We described the predecessor to the iAudio 9 - the inspiringly named iAudio 7 - as being like your funny uncle. A bit quirky, entirely likeable, but you wouldn't really want to be seen in public with him, especially not with your friends. The iAudio 9 is still similar in many respects, but now that uncle has put on a suit, dropped the corny jokes and could probably just about make it through dinner without telling your partner about that incident with the jelly and a trampoline on your 12th birthday you swore should never be mentioned again. In short, it's a definite improvement.

The iAudio 9's dimensions of 43mm x 95mm x 8.6mm and 40g weight leave it fated to comparison to Apple's iPod nano. In figures the iAudio 9 is slightly larger and heavier, but in the hand or pocket the difference is literally unnoticeable. However, with an 8GB iAudio 9 costing £99 and a 16GB model priced at £120, the Cowon player is notably cheaper than equivalent capacity iPod nanos - and these numbers do matter.
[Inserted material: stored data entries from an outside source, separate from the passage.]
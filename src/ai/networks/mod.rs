mod q_network;

pub use q_network::{QNetwork, QNetworkConfig};
//! Core types for benchgen workloads.
//!
//! This crate holds everything both sides of the driver boundary agree on:
//!
//! - [`GenerationRule`] - How one parameter value is synthesized
//! - [`Value`] - A concrete generated value
//! - [`Workload`] - The descriptor tree `Workload -> Step -> Unit`
//! - [`ResolvedUnit`] / [`RowBatch`] - Concrete operations for a driver
//! - [`wire`] - Versioned binary encoding of all of the above
//!
//! # Architecture
//!
//! ```text
//! workload-core (this crate)
//!    │
//!    ├─── workload-generator  (rules -> values, units -> resolved units)
//!    │
//!    └─── workload-driver     (driver boundary and step runner)
//! ```
//!
//! # Example
//!
//! ```rust
//! use workload_core::{GenerationRule, Query, Step, Workload};
//!
//! let mut workload = Workload::new("demo", 42).step(Step::new(
//!     "run",
//!     vec![Query::new("lookup", "SELECT * FROM item WHERE i_id = :id")
//!         .param("id", GenerationRule::int32_range(1, 100_000))
//!         .into()],
//! ));
//! workload.assign_ordinals();
//! workload.validate().unwrap();
//!
//! let bytes = workload_core::wire::encode(&workload).unwrap();
//! let decoded: Workload = workload_core::wire::decode(&bytes).unwrap();
//! assert_eq!(decoded, workload);
//! ```

pub mod ddl;
pub mod descriptor;
pub mod driver_config;
pub mod error;
pub mod placeholder;
pub mod resolved;
pub mod rule;
pub mod value;
pub mod wire;

// Re-exports for convenience
pub use descriptor::{
    ColumnDef, CreateTable, GroupBinding, IndexDef, Insert, InsertMethod, IsolationLevel,
    ParamBinding, Query, Step, StepPhase, Transaction, Unit, Workload,
};
pub use driver_config::{DriverConfig, DriverType};
pub use error::{Result, WorkloadError};
pub use placeholder::{to_positional, PositionalSql};
pub use resolved::{ResolvedQuery, ResolvedUnit, RowBatch};
pub use rule::{Alphabet, CharRange, Distribution, GenerationRule, RuleKind};
pub use value::Value;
The overall design is an unsurprising evolution from the iAudio 7. The matt black finish verges on bland, but I quite like its functional look and I imagine the other colours will look similarly tasteful. For certain, this player feels more 'grown up' than an iPod nano; neither form nor function have taken priority here and it just works.

The player's top half of the front is filled by a 2in, 240 x 320 pixel display, while the bottom half is a capacitive sensor san the indentations of the previous model. The controls are context sensitive, but with a little common sense it's easy to guess what each will do in a given screen. When navigating menus, for example, it’s pretty obvious that a swipe of the navigation bar will scroll up or down while on the now playing screen the same action will pilot through the current track.
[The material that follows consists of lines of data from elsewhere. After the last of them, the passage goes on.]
//! Streaming row generation for `Insert` units.

use crate::resolve::BoundParams;
use std::ops::Range;
use tracing::{debug, info};
use workload_core::{Insert, InsertMethod, Result, RowBatch};

/// Rows per batch unless the caller asks otherwise.
pub const DEFAULT_BATCH_SIZE: usize = 1000;

/// Lazily generated row batches for one `Insert`.
///
/// Every column generator and group is called exactly once per row. Rows
/// are produced batch by batch and never held for the whole insert. A
/// generation error is yielded once and ends the stream; the rows of the
/// failed batch are discarded.
#[derive(Debug)]
pub struct InsertStream {
    table_name: String,
    columns: Vec<String>,
    method: InsertMethod,
    rows: Range<u64>,
    next_row: u64,
    /// Generator call index of row 0
    call_base: u64,
    batch_size: usize,
    bound: BoundParams,
    finished: bool,
}

impl InsertStream {
    /// Stream every row of `insert`.
    pub fn new(run_seed: u64, insert: &Insert) -> Result<Self> {
        let bound = BoundParams::new(run_seed, &insert.columns, &insert.groups)?;
        let columns = bound.names();
        Ok(Self {
            table_name: insert.table_name.clone(),
            columns,
            method: insert.method,
            rows: 0..insert.row_count,
            next_row: 0,
            call_base: 0,
            batch_size: DEFAULT_BATCH_SIZE,
            bound,
            finished: false,
        })
    }

    /// Set the number of rows per batch (at least one).
    pub fn with_batch_size(mut self, batch_size: usize) -> Self {
        self.batch_size = batch_size.max(1);
        self
    }

    /// Generate invocation `invocation` of the insert.
    ///
    /// Row `i` of invocation `k` is generator call `k * row_count + i`, so
    /// repeated invocations continue the sequences instead of replaying
    /// them, and unique columns run out with `DomainExhausted`.
    pub fn for_invocation(mut self, invocation: u64) -> Self {
        self.call_base = invocation.saturating_mul(self.rows.end);
        self.bound
            .resume_at(self.call_base.saturating_add(self.next_row));
        self
    }

    /// Restrict the stream to the rows in `range`, clamped to the insert.
    ///
    /// Row `i` is the same value whichever range produces it, so disjoint
    /// ranges can be loaded by different clients.
    pub fn with_row_range(mut self, range: Range<u64>) -> Self {
        let end = range.end.min(self.rows.end);
        let start = range.start.min(end);
        self.rows = start..end;
        self.next_row = start;
        self.bound.resume_at(self.call_base.saturating_add(start));
        self
    }

    /// Target table.
    pub fn table_name(&self) -> &str {
        &self.table_name
    }

    /// Column names in row order.
    pub fn columns(&self) -> &[String] {
        &self.columns
    }

    /// Rows not yet produced.
    pub fn remaining(&self) -> u64 {
        if self.finished {
            0
        } else {
            self.rows.end - self.next_row
        }
    }

    fn next_batch(&mut self) -> Result<RowBatch> {
        let first_row = self.next_row;
        let count = (self.rows.end - first_row).min(self.batch_size as u64) as usize;
        let mut rows = Vec::with_capacity(count);
        for _ in 0..count {
            rows.push(self.bound.draw()?);
        }
        self.next_row += count as u64;

        let batch = RowBatch {
            table_name: self.table_name.clone(),
            columns: self.columns.clone(),
            method: self.method,
            first_row,
            rows,
        };
        batch.validate()?;
        debug!(
            table = %self.table_name,
            first_row,
            rows = batch.len(),
            "Generated row batch"
        );
        Ok(batch)
    }
}

impl Iterator for InsertStream {
    type Item = Result<RowBatch>;

    fn next(&mut self) -> Option<Self::Item> {
        if self.finished || self.next_row >= self.rows.end {
            return None;
        }
        match self.next_batch() {
            Ok(batch) => {
                if self.next_row >= self.rows.end {
                    info!(
                        table = %self.table_name,
                        rows = self.rows.end - self.rows.start,
                        "Finished generating rows"
                    );
                }
                Some(Ok(batch))
            }
            Err(err) => {
                self.finished = true;
                Some(Err(err))
            }
        }
    }

    fn size_hint(&self) -> (usize, Option<usize>) {
        let batches = self.remaining().div_ceil(self.batch_size as u64) as usize;
        (batches.min(1), Some(batches))
    }
}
Because of the sheer number of options available on the iAudio 9 some sub menus are buried a little. To help, you can press and hold controls to access shortcuts. In the now playing screen, for example, pressing and holding play/pause gives quick access to the equaliser and playbacks settings (repeat options, shuffle and speed).

This capacitive control surface is backed up by a volume rocker on the left edge, plus a menu button, and combined hold and power two-way switch on the right. Sliding this down and holding it turns the player on or off, a quick flick down turns the display and touch-sensitive controls on or off, and locking the slider up puts the controls on hold.

Usefully the iAudio 9 gives you a couple of options as to how restrictive that hold mode is. Either it can disable all controls, both physical and touch-sensitive, or it can disable everything except the left rocker-button and the menu button - the former then working either as a forwards/back or volume control and the latter becoming a play/pause control instead.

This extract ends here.